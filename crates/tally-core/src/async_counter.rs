//! Guarded counter for tokio tasks
//!
//! Same contract as [`crate::GuardedCounter`], but waiting for the guard
//! yields to the runtime instead of parking the thread. Once the guard is
//! held there are no await points, so dropping a pending future (or a
//! bounded wait expiring) can never leave a half-applied step.

use crate::config::CounterConfig;
use crate::error::CounterError;
use crate::section::CriticalSection;
use crate::state::{CounterState, CounterStats, WaitStats};
use std::time::Duration;
use tokio::sync::{Mutex, MutexGuard};

/// Async guarded counter
#[derive(Debug, Default)]
pub struct AsyncGuardedCounter {
    state: Mutex<CounterState>,
    config: CounterConfig,
    waits: WaitStats,
}

impl AsyncGuardedCounter {
    /// Create a counter at zero with default configuration
    #[inline]
    #[must_use]
    pub fn new() -> Self {
        Self::default()
    }

    /// Create a counter at zero with the given configuration
    #[must_use]
    pub fn with_config(config: CounterConfig) -> Self {
        Self {
            state: Mutex::new(CounterState::default()),
            config,
            waits: WaitStats::default(),
        }
    }

    /// Add one
    ///
    /// # Errors
    /// `CounterError::Overflow` under [`crate::OverflowPolicy::Reject`].
    pub async fn increment(&self) -> Result<(), CounterError> {
        self.add(1).await.map(drop)
    }

    /// Subtract one
    ///
    /// # Errors
    /// `CounterError::Overflow` under [`crate::OverflowPolicy::Reject`].
    pub async fn decrement(&self) -> Result<(), CounterError> {
        self.add(-1).await.map(drop)
    }

    /// Add `delta` and return the new value
    ///
    /// # Errors
    /// `CounterError::Overflow` when the policy rejects the step.
    pub async fn add(&self, delta: i64) -> Result<i64, CounterError> {
        let mut state = self.acquire().await;
        state.step(delta, self.config.overflow, &self.config.label)
    }

    /// Value at the instant the guard was held
    pub async fn read(&self) -> i64 {
        self.acquire().await.value
    }

    /// Whether a fresh read saw zero; not atomic with later calls
    pub async fn is_zero(&self) -> bool {
        self.read().await == 0
    }

    /// Run `f` inside a single critical section
    ///
    /// `f` is synchronous on purpose: the guard is never held across an
    /// await point.
    pub async fn with_lock<R>(&self, f: impl FnOnce(&mut CriticalSection<'_>) -> R) -> R {
        let mut state = self.acquire().await;
        let mut section = CriticalSection::new(&mut *state, self.config.overflow, &self.config.label);
        f(&mut section)
    }

    /// Run `act` only if the value is zero, holding the guard for both
    pub async fn when_zero<R>(
        &self,
        act: impl FnOnce(&mut CriticalSection<'_>) -> R,
    ) -> Option<R> {
        self.with_lock(|section| section.is_zero().then(|| act(section)))
            .await
    }

    /// [`Self::increment`] with a bounded wait
    ///
    /// # Errors
    /// `CounterError::LockTimeout` when the guard is not acquired within
    /// `timeout`; nothing is written.
    pub async fn try_increment_for(&self, timeout: Duration) -> Result<(), CounterError> {
        self.try_add_for(1, timeout).await.map(drop)
    }

    /// [`Self::decrement`] with a bounded wait
    ///
    /// # Errors
    /// See [`Self::try_increment_for`].
    pub async fn try_decrement_for(&self, timeout: Duration) -> Result<(), CounterError> {
        self.try_add_for(-1, timeout).await.map(drop)
    }

    /// [`Self::add`] with a bounded wait
    ///
    /// # Errors
    /// See [`Self::try_increment_for`].
    pub async fn try_add_for(&self, delta: i64, timeout: Duration) -> Result<i64, CounterError> {
        let mut state = self.acquire_for(timeout).await?;
        state.step(delta, self.config.overflow, &self.config.label)
    }

    /// [`Self::read`] with a bounded wait
    ///
    /// # Errors
    /// `CounterError::LockTimeout` when the guard is not acquired within `timeout`.
    pub async fn try_read_for(&self, timeout: Duration) -> Result<i64, CounterError> {
        Ok(self.acquire_for(timeout).await?.value)
    }

    /// [`Self::with_lock`] with a bounded wait
    ///
    /// # Errors
    /// `CounterError::LockTimeout`; `f` is not called.
    pub async fn try_with_lock_for<R>(
        &self,
        timeout: Duration,
        f: impl FnOnce(&mut CriticalSection<'_>) -> R,
    ) -> Result<R, CounterError> {
        let mut state = self.acquire_for(timeout).await?;
        let mut section = CriticalSection::new(&mut *state, self.config.overflow, &self.config.label);
        Ok(f(&mut section))
    }

    /// Snapshot of operation statistics
    pub async fn stats(&self) -> CounterStats {
        let state = self.state.lock().await;
        self.waits.snapshot(&state)
    }

    /// Get configuration
    #[inline]
    #[must_use]
    pub fn config(&self) -> &CounterConfig {
        &self.config
    }

    /// Consume the counter and return its final value
    #[inline]
    #[must_use]
    pub fn into_inner(self) -> i64 {
        self.state.into_inner().value
    }

    async fn acquire(&self) -> MutexGuard<'_, CounterState> {
        if let Ok(guard) = self.state.try_lock() {
            return guard;
        }
        self.waits.record_contended();
        tracing::trace!(counter = %self.config.label, "task waiting for guard");
        self.state.lock().await
    }

    async fn acquire_for(
        &self,
        timeout: Duration,
    ) -> Result<MutexGuard<'_, CounterState>, CounterError> {
        if let Ok(guard) = self.state.try_lock() {
            return Ok(guard);
        }
        self.waits.record_contended();
        match tokio::time::timeout(timeout, self.state.lock()).await {
            Ok(guard) => Ok(guard),
            Err(_) => {
                self.waits.record_timeout();
                tracing::warn!(counter = %self.config.label, ?timeout, "guard not acquired in time");
                Err(CounterError::LockTimeout { waited: timeout })
            }
        }
    }
}

#[cfg(test)]
mod tests {
    use super::*;
    use std::sync::Arc;
    use tokio::sync::oneshot;

    #[tokio::test]
    async fn fresh_counter_reads_zero() {
        let counter = AsyncGuardedCounter::new();
        assert_eq!(counter.read().await, 0);
        assert!(counter.is_zero().await);
    }

    #[tokio::test]
    async fn sequential_operations() {
        let counter = AsyncGuardedCounter::new();
        counter.increment().await.unwrap();
        counter.increment().await.unwrap();
        counter.decrement().await.unwrap();
        assert_eq!(counter.read().await, 1);
    }

    #[tokio::test]
    async fn when_zero_is_atomic_check_and_act() {
        let counter = AsyncGuardedCounter::new();
        let fed = counter
            .when_zero(|section| {
                section.increment().unwrap();
                section.value()
            })
            .await;
        assert_eq!(fed, Some(1));
        assert_eq!(counter.when_zero(|_| ()).await, None);
    }

    #[tokio::test]
    async fn timeout_while_held_leaves_value() {
        let counter = Arc::new(AsyncGuardedCounter::new());
        let (held_tx, held_rx) = oneshot::channel();
        let (release_tx, release_rx) = oneshot::channel::<()>();

        let holder = {
            let counter = Arc::clone(&counter);
            tokio::spawn(async move {
                let _guard = counter.state.lock().await;
                held_tx.send(()).unwrap();
                release_rx.await.unwrap();
            })
        };

        held_rx.await.unwrap();
        let err = counter
            .try_increment_for(Duration::from_millis(20))
            .await
            .unwrap_err();
        assert!(err.is_retryable());
        assert!(counter.try_read_for(Duration::from_millis(1)).await.is_err());

        release_tx.send(()).unwrap();
        holder.await.unwrap();

        assert_eq!(counter.read().await, 0);
        let stats = counter.stats().await;
        assert_eq!(stats.timeouts, 2);
        assert_eq!(stats.increments, 0);
    }

    #[tokio::test]
    async fn dropped_wait_performs_no_mutation() {
        let counter = AsyncGuardedCounter::new();
        let guard = counter.state.lock().await;

        let mut pending = Box::pin(counter.increment());
        assert!(poll_once(pending.as_mut()).await.is_none());
        drop(pending);
        drop(guard);

        assert_eq!(counter.read().await, 0);
        assert_eq!(counter.stats().await.increments, 0);
    }

    async fn poll_once<F: std::future::Future + Unpin>(fut: F) -> Option<F::Output> {
        tokio::select! {
            biased;
            out = fut => Some(out),
            () = std::future::ready(()) => None,
        }
    }
}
● ● ● ●
> **Task brief**: Copy out every line from the data above in which the word "CounterStats" occurs.

> **Your response**:
use crate::state::{CounterState, CounterStats, WaitStats};
    pub async fn stats(&self) -> CounterStats {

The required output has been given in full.